編集部: 「涙道手術」という治療があると聞きました。そもそも涙道とはなんですか? 嶺崎先生: 涙道とは、涙の通り道のことです。そもそも、涙は上まぶたの外側にある涙腺という部分で作られ、目の表面を流れることで潤します。その後、 目頭にある涙点という部分から吸い込まれ、涙小管、涙嚢、鼻涙管を通り、最終的に鼻の中に流れていきます。この通り道のことを涙道と言います。 編集部: 涙道手術はなぜ必要なのでしょうか? 嶺崎先生: 涙道に異常が起きると、「いつも涙が溢れている(涙目)」「目ヤニが多い」などの症状が表れます。こうした症状を引き起こすものを総称して涙道疾患と言い、それを改善するためにおこなうのが涙道手術です。 編集部: 涙道疾患とは、具体的にどのようなものですか? 嶺崎先生: 「涙道閉塞症」が代表的です。涙道閉塞症は、涙道の一部あるいは全部が塞がってしまう疾患で、鼻へ抜ける涙が逆流してしまうために流涙症状を引き起こしてしまいます。 編集部: なぜ、涙道閉塞症が起きるのですか? 嶺崎先生: 涙道閉塞症の原因には様々なものがありますが、原因不明のケースが大半とされています。ただし、患者さんの男女比を見ると圧倒的に女性の方が多いのです。そのため、「女性ホルモンのバランスが影響しているのではないか」「アイメイクが関係しているのではないか」などが涙道閉塞症の原因ではないかと言われています。 編集部: ほかにも原因が考えられるのですか? 嶺崎先生: 流行性角結膜炎を発症後に涙道の閉塞を起こす人も多いですし、先天的に閉塞を起こしているケースもあります。
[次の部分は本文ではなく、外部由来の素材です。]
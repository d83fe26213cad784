//! Pinata API client
//!
//! Covers the three endpoints the tools need: pinning JSON, pinning a file and
//! checking the credentials.

use {
    crate::error::PinataError,
    blogcoin_toolkit::{optional_env, required_env, AnyResult, StatusCode},
    blogcoin_types::Secret,
    reqwest::{
        multipart::{Form, Part},
        Client,
        RequestBuilder,
        Response,
    },
    serde::{Deserialize, Serialize},
    std::collections::BTreeMap,
};

pub(crate) const PINATA_API_BASE: &str = "https://api.pinata.cloud";

pub(crate) const API_KEY_ENV: &str = "PINATA_API_KEY";
pub(crate) const API_SECRET_ENV: &str = "PINATA_API_SECRET";
pub(crate) const API_BASE_ENV: &str = "PINATA_API_BASE";

/// `pinataMetadata` sent with every pin.
#[derive(Clone, Debug, Default, PartialEq, Eq, Serialize)]
pub(crate) struct PinMetadata {
    pub name: String,
    #[serde(skip_serializing_if = "BTreeMap::is_empty")]
    pub keyvalues: BTreeMap<String, String>,
}

impl PinMetadata {
    pub(crate) fn named(name: impl Into<String>) -> Self {
        Self {
            name: name.into(),
            keyvalues: BTreeMap::new(),
        }
    }

    pub(crate) fn with(mut self, key: &str, value: impl Into<String>) -> Self {
        self.keyvalues.insert(key.to_string(), value.into());
        self
    }
}

/// Upper bound on the size of an image downloaded for pinning.
pub(crate) const MAX_IMAGE_BYTES: usize = 10 * 1024 * 1024;

/// Pinata answer to a successful pin.
#[derive(Clone, Debug, Deserialize)]
pub(crate) struct PinResponse {
    #[serde(rename = "IpfsHash")]
    pub ipfs_hash: String,
    #[serde(rename = "PinSize")]
    pub pin_size: u64,
    #[serde(rename = "isDuplicate", default)]
    pub is_duplicate: Option<bool>,
}

#[derive(Serialize)]
#[serde(rename_all = "camelCase")]
struct PinJsonRequest<'a, T> {
    pinata_content: &'a T,
    pinata_metadata: &'a PinMetadata,
}

pub(crate) struct PinataClient {
    client: Client,
    api_base: String,
    api_key: Secret<String>,
    api_secret: Secret<String>,
    max_image_bytes: usize,
}

impl PinataClient {
    pub(crate) fn new(
        api_base: impl Into<String>,
        api_key: impl Into<String>,
        api_secret: impl Into<String>,
    ) -> Self {
        Self {
            client: Client::new(),
            api_base: api_base.into().trim_end_matches('/').to_string(),
            api_key: Secret::new(api_key.into()),
            api_secret: Secret::new(api_secret.into()),
            max_image_bytes: MAX_IMAGE_BYTES,
        }
    }

    pub(crate) fn from_env() -> Self {
        Self::new(
            optional_env(API_BASE_ENV).unwrap_or_else(|| PINATA_API_BASE.to_string()),
            required_env(API_KEY_ENV),
            required_env(API_SECRET_ENV),
        )
    }

    fn authorized(&self, request: RequestBuilder) -> RequestBuilder {
        request
            .header("pinata_api_key", &*self.api_key)
            .header("pinata_secret_api_key", &*self.api_secret)
    }

    /// Pins a JSON document.
    pub(crate) async fn pin_json<T: Serialize>(
        &self,
        content: &T,
        metadata: &PinMetadata,
    ) -> Result<PinResponse, PinataError> {
        let body = PinJsonRequest {
            pinata_content: content,
            pinata_metadata: metadata,
        };

        let response = self
            .authorized(
                self.client
                    .post(format!("{}/pinning/pinJSONToIPFS", self.api_base)),
            )
            .json(&body)
            .send()
            .await?;

        pinned(response, &metadata.name).await
    }

    /// Pins raw bytes as a file.
    pub(crate) async fn pin_file(
        &self,
        bytes: Vec<u8>,
        metadata: &PinMetadata,
    ) -> Result<PinResponse, PinataError> {
        let form = Form::new()
            .part("file", Part::bytes(bytes).file_name(metadata.name.clone()))
            .text("pinataMetadata", serde_json::to_string(metadata)?);

        let response = self
            .authorized(
                self.client
                    .post(format!("{}/pinning/pinFileToIPFS", self.api_base)),
            )
            .multipart(form)
            .send()
            .await?;

        pinned(response, &metadata.name).await
    }

    /// Succeeds when Pinata accepts the configured credentials.
    pub(crate) async fn test_authentication(&self) -> Result<(), PinataError> {
        let response = self
            .authorized(
                self.client
                    .get(format!("{}/data/testAuthentication", self.api_base)),
            )
            .send()
            .await?;

        checked(response).await.map(|_| ())
    }

    /// `200` when the credentials are accepted, `503` otherwise.
    pub(crate) async fn health(&self) -> AnyResult<StatusCode> {
        match self.test_authentication().await {
            Ok(()) => Ok(StatusCode::OK),
            Err(e) => {
                log::warn!("Pinata health check failed: {e}");

                Ok(StatusCode::SERVICE_UNAVAILABLE)
            }
        }
    }

    /// Downloads the image behind a URL. The body is read chunk by chunk and
    /// the download stops once it exceeds the image size limit.
    pub(crate) async fn fetch(&self, url: &str) -> Result<Vec<u8>, PinataError> {
        let mut response = self.client.get(url).send().await?;

        if !response.status().is_success() {
            return Err(PinataError::ImageFetch {
                status: response.status().as_u16(),
                url: url.to_string(),
            });
        }

        let too_large = || PinataError::ImageTooLarge {
            url: url.to_string(),
            limit: self.max_image_bytes,
        };

        if response
            .content_length()
            .is_some_and(|len| len > self.max_image_bytes as u64)
        {
            return Err(too_large());
        }

        let mut bytes = Vec::new();

        while let Some(chunk) = response.chunk().await? {
            if bytes.len() + chunk.len() > self.max_image_bytes {
                return Err(too_large());
            }

            bytes.extend_from_slice(&chunk);
        }

        Ok(bytes)
    }
}

async fn pinned(response: Response, name: &str) -> Result<PinResponse, PinataError> {
    let pin: PinResponse = checked(response).await?.json().await?;

    log::info!(
        "Pinned '{name}' as {} ({} bytes{})",
        pin.ipfs_hash,
        pin.pin_size,
        if pin.is_duplicate == Some(true) {
            ", already pinned"
        } else {
            ""
        }
    );

    Ok(pin)
}

/// Turns non-2xx answers into [`PinataError::Api`] carrying the body.
async fn checked(response: Response) -> Result<Response, PinataError> {
    let status = response.status();

    if status.is_success() {
        return Ok(response);
    }

    let body = response.text().await.unwrap_or_default();
    let message = serde_json::from_str::<serde_json::Value>(&body)
        .ok()
        .and_then(|json| match &json["error"] {
            serde_json::Value::String(message) => Some(message.clone()),
            serde_json::Value::Object(error) => error
                .get("details")
                .or_else(|| error.get("reason"))
                .and_then(|m| m.as_str())
                .map(str::to_string),
            _ => None,
        })
        .unwrap_or_else(|| status.canonical_reason().unwrap_or("unknown").to_string());

    Err(PinataError::Api {
        status: status.as_u16(),
        message,
    })
}

#[cfg(test)]
mod tests {
    use {
        super::*,
        assert_matches::assert_matches,
        mockito::{Matcher, Server},
        serde_json::json,
        std::io::Write,
    };

    #[tokio::test]
    async fn test_pin_json() {
        let mut server = Server::new_async().await;
        let client = PinataClient::new(server.url(), "key", "secret");

        let mock = server
            .mock("POST", "/pinning/pinJSONToIPFS")
            .match_header("pinata_api_key", "key")
            .match_header("pinata_secret_api_key", "secret")
            .match_body(Matcher::Json(json!({
                "pinataContent": { "hello": "world" },
                "pinataMetadata": {
                    "name": "greeting",
                    "keyvalues": { "type": "blog-post" }
                }
            })))
            .with_body(
                json!({
                    "IpfsHash": "QmHash",
                    "PinSize": 42,
                    "Timestamp": "2025-01-01T00:00:00Z"
                })
                .to_string(),
            )
            .create_async()
            .await;

        let response = client
            .pin_json(
                &json!({ "hello": "world" }),
                &PinMetadata::named("greeting").with("type", "blog-post"),
            )
            .await
            .unwrap();

        assert_eq!(response.ipfs_hash, "QmHash");
        assert_eq!(response.pin_size, 42);
        assert_eq!(response.is_duplicate, None);

        mock.assert_async().await;
    }

    #[tokio::test]
    async fn test_pin_file() {
        let mut server = Server::new_async().await;
        let client = PinataClient::new(server.url(), "key", "secret");

        let mock = server
            .mock("POST", "/pinning/pinFileToIPFS")
            .match_header(
                "content-type",
                Matcher::Regex("^multipart/form-data".to_string()),
            )
            .match_body(Matcher::Regex("BlogCoinImage_1".to_string()))
            .with_body(
                json!({
                    "IpfsHash": "QmImage",
                    "PinSize": 3,
                    "Timestamp": "2025-01-01T00:00:00Z",
                    "isDuplicate": true
                })
                .to_string(),
            )
            .create_async()
            .await;

        let response = client
            .pin_file(vec![1, 2, 3], &PinMetadata::named("BlogCoinImage_1"))
            .await
            .unwrap();

        assert_eq!(response.ipfs_hash, "QmImage");
        assert_eq!(response.is_duplicate, Some(true));

        mock.assert_async().await;
    }

    #[tokio::test]
    async fn test_fetch_is_capped() {
        let mut server = Server::new_async().await;
        let mut client = PinataClient::new(server.url(), "key", "secret");

        client.max_image_bytes = 4;

        let _small = server
            .mock("GET", "/small.png")
            .with_body(vec![1, 2, 3, 4])
            .create_async()
            .await;

        let _large = server
            .mock("GET", "/large.png")
            .with_body(vec![0; 5])
            .create_async()
            .await;

        let _chunked = server
            .mock("GET", "/chunked.png")
            .with_chunked_body(|w| w.write_all(&[0; 64]))
            .create_async()
            .await;

        assert_eq!(
            client.fetch(&format!("{}/small.png", server.url())).await.unwrap(),
            vec![1, 2, 3, 4]
        );
        assert_matches!(
            client.fetch(&format!("{}/large.png", server.url())).await,
            Err(PinataError::ImageTooLarge { limit: 4, .. })
        );
        assert_matches!(
            client.fetch(&format!("{}/chunked.png", server.url())).await,
            Err(PinataError::ImageTooLarge { limit: 4, .. })
        );
    }

    #[tokio::test]
    async fn test_api_error() {
        let mut server = Server::new_async().await;
        let client = PinataClient::new(server.url(), "key", "wrong");

        let _mock = server
            .mock("GET", "/data/testAuthentication")
            .with_status(401)
            .with_body(
                json!({
                    "error": {
                        "reason": "INVALID_CREDENTIALS",
                        "details": "Invalid API key provided"
                    }
                })
                .to_string(),
            )
            .create_async()
            .await;

        assert_matches!(
            client.test_authentication().await,
            Err(PinataError::Api { status: 401, message }) if message == "Invalid API key provided"
        );
    }
}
そのほか、近年の研究により、抗がん剤の副作用でも閉塞が起きることもわかっています。さらに、副鼻腔炎など鼻や副鼻腔疾患の合併症として起きるケースも少なくありません。 編集部: 涙道閉塞症以外には、どのような涙道疾患がありますか? 嶺崎先生: 涙道の一部である鼻涙管が詰まると、「涙嚢炎」を引き起こすことがあります。涙嚢炎は、涙を溜める袋である涙嚢のなかで菌が繁殖し、炎症を起こしてしまった状態を指します。涙目や目ヤニがひどくなり、目の周りが腫れ上がって強い痛みを生じさせることもあります。